As a member of the British Empire, Australia found itself at war with Germany in both World War I (1914–1918) and World War II (1939–1945). Although the two countries are widely geographically separated, both wars involved some direct encounters between the two countries' militaries.
Although Australians' best-remembered operation in World War I, the Gallipoli Campaign, was fought against the Ottoman Empire,
many Australian units faced Germans on the Western Front, while the small Australian Naval and Military Expeditionary Force fought Germans in the Pacific.

At the conclusion of the war, an Australian delegation participated in the negotiating of the Treaty of Versailles, codifying the partitioning of the former German Empire among the winners.
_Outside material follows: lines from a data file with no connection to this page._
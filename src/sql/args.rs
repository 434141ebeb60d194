//! Top-level argument splitting for SQL function calls.
//!
//! Given the text between a call's outer parentheses, [`split_call_args`]
//! returns the comma-separated arguments exactly as a human reading the call
//! would delimit them: commas inside nested calls, inside single- or
//! double-quoted literals, or behind a backslash escape never split.

use thiserror::Error;

/// Structural errors in a call's argument text.
#[derive(Debug, Clone, PartialEq, Eq, Error)]
pub enum ArgsError {
    /// More `)` than `(`, or parentheses left open at end of input.
    #[error("unbalanced parentheses in argument list")]
    Unbalanced,

    /// A quoted literal was never closed.
    #[error("unterminated {0} quote in argument list")]
    UnterminatedQuote(char),
}

/// Split a call's interior into trimmed top-level arguments.
///
/// Single left-to-right scan tracking nesting depth, the active quote
/// character, and a pending backslash escape. A comma is a split point only
/// at depth zero outside quotes. Empty segments are dropped.
///
/// Unbalanced input fails fast rather than mis-splitting silently.
pub fn split_call_args(input: &str) -> Result<Vec<String>, ArgsError> {
    let mut args = Vec::new();
    let mut current = String::new();
    let mut depth: u32 = 0;
    let mut quote: Option<char> = None;
    let mut escape = false;

    for ch in input.chars() {
        if escape {
            current.push(ch);
            escape = false;
            continue;
        }

        if ch == '\\' {
            escape = true;
            current.push(ch);
            continue;
        }

        if let Some(q) = quote {
            current.push(ch);
            if ch == q {
                quote = None;
            }
            continue;
        }

        match ch {
            '"' | '\'' => {
                quote = Some(ch);
                current.push(ch);
            }
            '(' => {
                depth += 1;
                current.push(ch);
            }
            ')' => {
                if depth == 0 {
                    return Err(ArgsError::Unbalanced);
                }
                depth -= 1;
                current.push(ch);
            }
            ',' if depth == 0 => {
                push_arg(&mut args, &mut current);
            }
            _ => current.push(ch),
        }
    }

    if depth != 0 {
        return Err(ArgsError::Unbalanced);
    }
    if let Some(q) = quote {
        return Err(ArgsError::UnterminatedQuote(q));
    }

    push_arg(&mut args, &mut current);
    Ok(args)
}

fn push_arg(args: &mut Vec<String>, current: &mut String) {
    let arg = current.trim();
    if !arg.is_empty() {
        args.push(arg.to_string());
    }
    current.clear();
}

/// Strip one matching pair of surrounding quotes, if present.
pub fn strip_quotes(s: &str) -> &str {
    let s = s.trim();
    let bytes = s.as_bytes();
    if bytes.len() >= 2
        && (bytes[0] == b'\'' || bytes[0] == b'"')
        && bytes[bytes.len() - 1] == bytes[0]
    {
        &s[1..s.len() - 1]
    } else {
        s
    }
}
The Treaty of Versailles became the first international treaty signed by Australian representatives. Australian Prime Minister Billy Hughes forcibly pressed for high German reparations payments and Article 231 assigning it guilt for the conflict so that the British Empire and Dominions could benefit from the payments, despite opposition from the United States. Pursuant to the treaty, the former German New Guinea became Territory of New Guinea, administered by Australia under a League of Nations mandate. The remote isolated island of Nauru, which formerly had been administratively part of
the German New Guinea, became a separate mandate territory – theoretically, under jointly administration of Australia, New Zealand, and the United Kingdom, but de facto run primarily by Australians.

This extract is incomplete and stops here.